PATH does much of its outreach at A HOPE, but it’s also a traveling team. You’ll find PATH team members talking with folks in their campsites, in the vehicles where they live in parking lots, and at other agencies. PATH is unique in its focus & successful in its approach, outreaching 382 people in the past year.
To make a referral to PATH, call the AHOPE Day Center at (828) 252.8883 and ask for a member of the PATH team.
Why does PATH matter?
Two winters ago Mary lived in a warehouse where a friend of hers was renting workshop space. The small unheated room marked the first winter in 7 years that Mary had spent inside. After three months, a maintenance person working late caught her sleeping there & asked her to leave. Mary had moved her belongings – art work, camping gear, clothing, canned food – to the site & had no way to get them all out on a short timeline.
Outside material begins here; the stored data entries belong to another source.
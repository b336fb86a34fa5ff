//! Client options and environment-driven defaults.

use std::sync::Arc;
use std::time::Duration;

use async_graphql::{ObjectType, SchemaBuilder, SubscriptionType};

use crate::context::ResultOverride;
use crate::protocol::ConnectionDiagnostics;

pub const DEFAULT_BIND_ADDR: &str = "127.0.0.1:0";
pub const DEFAULT_CONNECTION_INIT_WAIT_MS: u64 = 60_000;

/// Process-level settings read from the environment.
#[derive(Debug, Clone, PartialEq, Eq)]
pub struct HarnessConfig {
    /// Address test servers bind to. Port 0 picks a free port per server.
    pub bind_addr: String,
    /// How long a `graphql-transport-ws` connection may stay un-initialised.
    pub connection_init_wait: Duration,
    /// Keep-alive interval for `graphql-ws`. `None` disables keep-alive.
    pub keep_alive: Option<Duration>,
}

impl HarnessConfig {
    /// Build config from environment variables.
    ///
    /// Optional:
    /// - `HARNESS_BIND_ADDR`: default `127.0.0.1:0`
    /// - `HARNESS_CONNECTION_INIT_WAIT_MS`: default 60000
    /// - `HARNESS_KEEP_ALIVE_MS`: unset or 0 disables keep-alive
    #[must_use]
    pub fn from_env() -> Self {
        let bind_addr = std::env::var("HARNESS_BIND_ADDR")
            .ok()
            .filter(|s| !s.is_empty())
            .unwrap_or_else(|| DEFAULT_BIND_ADDR.to_owned());
        let connection_init_wait = Duration::from_millis(env_parse(
            "HARNESS_CONNECTION_INIT_WAIT_MS",
            DEFAULT_CONNECTION_INIT_WAIT_MS,
        ));
        let keep_alive = Some(env_parse("HARNESS_KEEP_ALIVE_MS", 0_u64))
            .filter(|ms| *ms > 0)
            .map(Duration::from_millis);

        Self { bind_addr, connection_init_wait, keep_alive }
    }
}

fn env_parse<T>(key: &str, default: T) -> T
where
    T: std::str::FromStr + Copy,
{
    std::env::var(key)
        .ok()
        .and_then(|v| v.parse::<T>().ok())
        .unwrap_or(default)
}

/// Engine settings forwarded to the schema builder.
#[derive(Debug, Clone, Default, PartialEq, Eq)]
pub struct SchemaConfig {
    pub limit_depth: Option<usize>,
    pub limit_complexity: Option<usize>,
    pub disable_introspection: bool,
}

impl SchemaConfig {
    /// Apply these settings to an async-graphql schema builder.
    #[must_use]
    pub fn apply<Q, M, S>(&self, mut builder: SchemaBuilder<Q, M, S>) -> SchemaBuilder<Q, M, S>
    where
        Q: ObjectType + 'static,
        M: ObjectType + 'static,
        S: SubscriptionType + 'static,
    {
        if let Some(depth) = self.limit_depth {
            builder = builder.limit_depth(depth);
        }
        if let Some(complexity) = self.limit_complexity {
            builder = builder.limit_complexity(complexity);
        }
        if self.disable_introspection {
            builder = builder.disable_introspection();
        }
        builder
    }
}

/// Called with a connection's diagnostics when its protocol handler starts.
pub type ConnectionHook = Arc<dyn Fn(Arc<ConnectionDiagnostics>) + Send + Sync>;

/// Options every adapter accepts at construction.
#[derive(Clone)]
pub struct ClientOptions {
    /// Serve GraphiQL on `GET /graphql` for browsers.
    pub graphiql: bool,
    /// Accept queries sent as GET query strings.
    pub allow_queries_via_get: bool,
    /// Replaces the serialized engine result when set.
    pub result_override: Option<ResultOverride>,
    pub schema_config: SchemaConfig,
    pub connection_init_wait: Duration,
    pub keep_alive: Option<Duration>,
    /// Lets tests capture live handler diagnostics.
    pub on_connection: Option<ConnectionHook>,
    pub bind_addr: String,
}

impl Default for ClientOptions {
    fn default() -> Self {
        let config = HarnessConfig::from_env();
        Self {
            graphiql: true,
            allow_queries_via_get: true,
            result_override: None,
            schema_config: SchemaConfig::default(),
            connection_init_wait: config.connection_init_wait,
            keep_alive: config.keep_alive,
            on_connection: None,
            bind_addr: config.bind_addr,
        }
    }
}

/// Install a test-friendly `tracing` subscriber. Safe to call repeatedly.
pub fn init_tracing() {
    let _ = tracing_subscriber::fmt().with_test_writer().try_init();
}

#[cfg(test)]
#[path = "config_test.rs"]
mod tests;
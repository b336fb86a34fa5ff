//! GraphQL-over-WebSocket sub-protocol handlers.
//!
//! DESIGN
//! ======
//! One connection loop, two handlers. The loop owns the socket and
//! `select!`s between inbound frames and an outbound channel that operation
//! tasks and timers write into. A [`ProtocolHandler`] turns inbound text into
//! engine calls and replies; it never touches the socket directly.
//!
//! LIFECYCLE
//! =========
//! 1. Upgrade picks a [`Protocol`] and registers [`ConnectionDiagnostics`]
//! 2. Handler is constructed, the connection hook sees its diagnostics
//! 3. Frames flow until either side closes
//! 4. Every tracked task is cancelled and joined, then `wait_closed` resolves

pub mod diagnostics;
mod graphql_ws;
mod transport_ws;

use std::sync::Arc;
use std::time::Duration;

use axum::extract::ws::{CloseFrame, Message, WebSocket};
use futures::StreamExt;
use serde_json::Value;
use tokio::sync::mpsc;
use tracing::{debug, info};

pub use diagnostics::{ConnectionDiagnostics, ConnectionHandle, TaskSnapshot};

use crate::config::ConnectionHook;
use crate::context::{RequestContext, inject_shared_context};
use crate::engine::Engine;

// =============================================================================
// PROTOCOL SELECTION
// =============================================================================

/// Supported GraphQL WebSocket sub-protocols.
#[derive(Debug, Clone, Copy, PartialEq, Eq, Hash)]
pub enum Protocol {
    /// `graphql-transport-ws`: multiplexed operations with an init timeout.
    GraphQLTransportWs,
    /// `graphql-ws`: the legacy subscriptions-transport-ws framing.
    GraphQLWs,
}

impl Protocol {
    /// Server preference order.
    pub const SUPPORTED: [Self; 2] = [Self::GraphQLTransportWs, Self::GraphQLWs];

    #[must_use]
    pub fn as_str(self) -> &'static str {
        match self {
            Self::GraphQLTransportWs => "graphql-transport-ws",
            Self::GraphQLWs => "graphql-ws",
        }
    }

    /// Pick the preferred supported protocol among those a client offered.
    pub fn select<'a>(offered: impl IntoIterator<Item = &'a str>) -> Option<Self> {
        let offered: Vec<&str> = offered.into_iter().map(str::trim).collect();
        Self::SUPPORTED
            .into_iter()
            .find(|protocol| offered.contains(&protocol.as_str()))
    }
}

// =============================================================================
// SESSION
// =============================================================================

pub(crate) enum Outbound {
    Text(String),
    Close(u16, String),
}

/// What the connection loop should do after a handler callback.
pub(crate) enum Control {
    Continue,
    Close(u16, String),
}

#[derive(Debug, Clone, Copy)]
pub(crate) struct SessionOptions {
    pub connection_init_wait: Duration,
    pub keep_alive: Option<Duration>,
}

/// Frame builders for operation results, per protocol.
#[derive(Clone, Copy)]
pub(crate) struct OperationFrames {
    pub result: fn(&str, &async_graphql::Response) -> Value,
    pub error: fn(&str, &async_graphql::Response) -> Value,
}

/// State shared by both handlers.
pub(crate) struct Session {
    engine: Engine,
    diagnostics: Arc<ConnectionDiagnostics>,
    outbound: mpsc::UnboundedSender<Outbound>,
    options: SessionOptions,
    connection_params: Option<Value>,
}

impl Session {
    pub fn send(&self, frame: &Value) {
        let _ = self.outbound.send(Outbound::Text(frame.to_string()));
    }

    /// Attach the per-operation context: base WebSocket context, shared test
    /// fixtures, and this connection's diagnostics.
    fn prepare(&self, request: async_graphql::Request) -> async_graphql::Request {
        let handle = self.diagnostics.handle();
        let mut context = RequestContext::new()
            .with("transport", "websocket")
            .with("protocol", handle.protocol.as_str())
            .with("connection_id", handle.id.to_string());
        if let Some(params) = &self.connection_params {
            context.insert("connection_params", params.clone());
        }

        request
            .data(inject_shared_context(context))
            .data(Arc::clone(&self.diagnostics))
            .data(handle)
    }

    /// Run an operation as a tracked task that streams frames until the
    /// engine's stream ends, then sends `complete`.
    pub fn spawn_operation(&self, id: String, request: async_graphql::Request, frames: OperationFrames) {
        let mut stream = self.engine.execute_stream(self.prepare(request));
        let outbound = self.outbound.clone();
        let op_id = id.clone();

        self.diagnostics.spawn_operation(id, async move {
            while let Some(response) = stream.next().await {
                let rejected = response.is_err() && response.data == async_graphql::Value::Null;
                let frame = if rejected {
                    (frames.error)(&op_id, &response)
                } else {
                    (frames.result)(&op_id, &response)
                };
                if outbound.send(Outbound::Text(frame.to_string())).is_err() || rejected {
                    return;
                }
            }
            let complete = serde_json::json!({"type": "complete", "id": op_id});
            let _ = outbound.send(Outbound::Text(complete.to_string()));
        });
    }
}

/// One sub-protocol's message handling.
pub(crate) trait ProtocolHandler: Send {
    /// Called once before the first frame is read.
    fn on_open(&mut self) {}

    fn on_text(&mut self, text: &str) -> Control;

    fn on_non_text(&mut self) -> Control;
}

// =============================================================================
// CONNECTION
// =============================================================================

pub(crate) async fn run(
    socket: WebSocket,
    engine: Engine,
    options: SessionOptions,
    diagnostics: Arc<ConnectionDiagnostics>,
    hook: Option<ConnectionHook>,
) {
    let (outbound_tx, outbound_rx) = mpsc::unbounded_channel();
    let session = Session {
        engine,
        diagnostics: Arc::clone(&diagnostics),
        outbound: outbound_tx,
        options,
        connection_params: None,
    };
    let handle = diagnostics.handle();
    info!(connection_id = %handle.id, protocol = handle.protocol.as_str(), "ws: client connected");

    match handle.protocol {
        Protocol::GraphQLTransportWs => {
            let handler = transport_ws::TransportWsHandler::new(session);
            serve(socket, outbound_rx, handler, &diagnostics, hook).await;
        }
        Protocol::GraphQLWs => {
            let handler = graphql_ws::GraphQLWsHandler::new(session);
            serve(socket, outbound_rx, handler, &diagnostics, hook).await;
        }
    }

    diagnostics.shutdown().await;
    info!(connection_id = %handle.id, "ws: client disconnected");
}

async fn serve<H: ProtocolHandler>(
    mut socket: WebSocket,
    mut outbound: mpsc::UnboundedReceiver<Outbound>,
    mut handler: H,
    diagnostics: &Arc<ConnectionDiagnostics>,
    hook: Option<ConnectionHook>,
) {
    if let Some(hook) = hook {
        hook(Arc::clone(diagnostics));
    }
    let connection_id = diagnostics.handle().id;
    handler.on_open();

    loop {
        let control = tokio::select! {
            msg = socket.recv() => match msg {
                Some(Ok(Message::Text(text))) => handler.on_text(text.as_str()),
                Some(Ok(Message::Binary(_))) => handler.on_non_text(),
                Some(Ok(Message::Ping(_) | Message::Pong(_))) => Control::Continue,
                Some(Ok(Message::Close(_)) | Err(_)) | None => break,
            },
            Some(out) = outbound.recv() => match out {
                Outbound::Text(text) => {
                    debug!(%connection_id, frame = %text, "ws: send frame");
                    if socket.send(Message::Text(text.into())).await.is_err() {
                        break;
                    }
                    Control::Continue
                }
                Outbound::Close(code, reason) => Control::Close(code, reason),
            },
        };

        if let Control::Close(code, reason) = control {
            info!(%connection_id, code, %reason, "ws: closing connection");
            let frame = CloseFrame { code, reason: reason.into() };
            let _ = socket.send(Message::Close(Some(frame))).await;
            break;
        }
    }
}
//! Effective request headers.

use indexmap::IndexMap;

use crate::Method;

/// Header name to value, in the order the caller supplied them.
pub type Headers = IndexMap<String, String>;

/// Framework-internal spelling of the content type header.
const INTERNAL_CONTENT_TYPE: &str = "HTTP_CONTENT_TYPE";

const JSON_CONTENT_TYPE: &str = "application/json";

/// Compute the headers to send for a GraphQL request.
///
/// A caller-supplied content type in any spelling wins. Otherwise POST
/// without files defaults to JSON; multipart bodies get their boundary from
/// the transport, so no default is set for them.
#[must_use]
pub fn resolve_headers(method: Method, headers: Option<&Headers>, has_files: bool) -> Headers {
    let explicit = headers.and_then(|h| {
        h.iter()
            .find(|(name, value)| is_content_type(name) && !value.is_empty())
            .map(|(_, value)| value.clone())
    });

    let content_type =
        explicit.or_else(|| (method == Method::Post && !has_files).then(|| JSON_CONTENT_TYPE.to_owned()));

    let mut resolved = Headers::new();
    if let Some(content_type) = content_type {
        resolved.insert("Content-Type".to_owned(), content_type);
    }
    if let Some(headers) = headers {
        for (name, value) in headers {
            resolved.insert(name.clone(), value.clone());
        }
    }
    resolved
}

fn is_content_type(name: &str) -> bool {
    name.eq_ignore_ascii_case("content-type") || name == INTERNAL_CONTENT_TYPE
}

#[cfg(test)]
#[path = "headers_test.rs"]
mod tests;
When the maintenance department threatened to throw them out, Mary came to PATH, asking for a few bus tickets to move some of her camping gear so she would have a chance to set up somewhere else.
Mary didn’t make friends easily and had only begun speaking to PATH staff the summer before, although she’d come to get lunch at local shelters for years. The PATH staff member she spoke with encouraged her to accept assistance from the team & agreed to provide transportation to the warehouse to retrieve all of her belongings.
During the following months PATH staff assisted Mary with other small things: setting up a voicemail account, getting a local food box, thread to repair her clothing. Six months later, Mary came to PATH saying that she’d gone a week without food, that the prospect of another winter outside was too much for her, and that she was completely overwhelmed. Staff linked Mary that day with mental health support!She spoke with the mental healthcare provider about her symptoms of severe depression and the manic episodes she had been afraid to tell others about. With encouragement, Mary filed for disability and was later approved for full benefits. Mary now lives in permanent housing through a private rental that she pays for herself! She visits friends regularly and builds art pieces in her backyard, and faces the winters knowing that she’ll be safe & warm in her own home.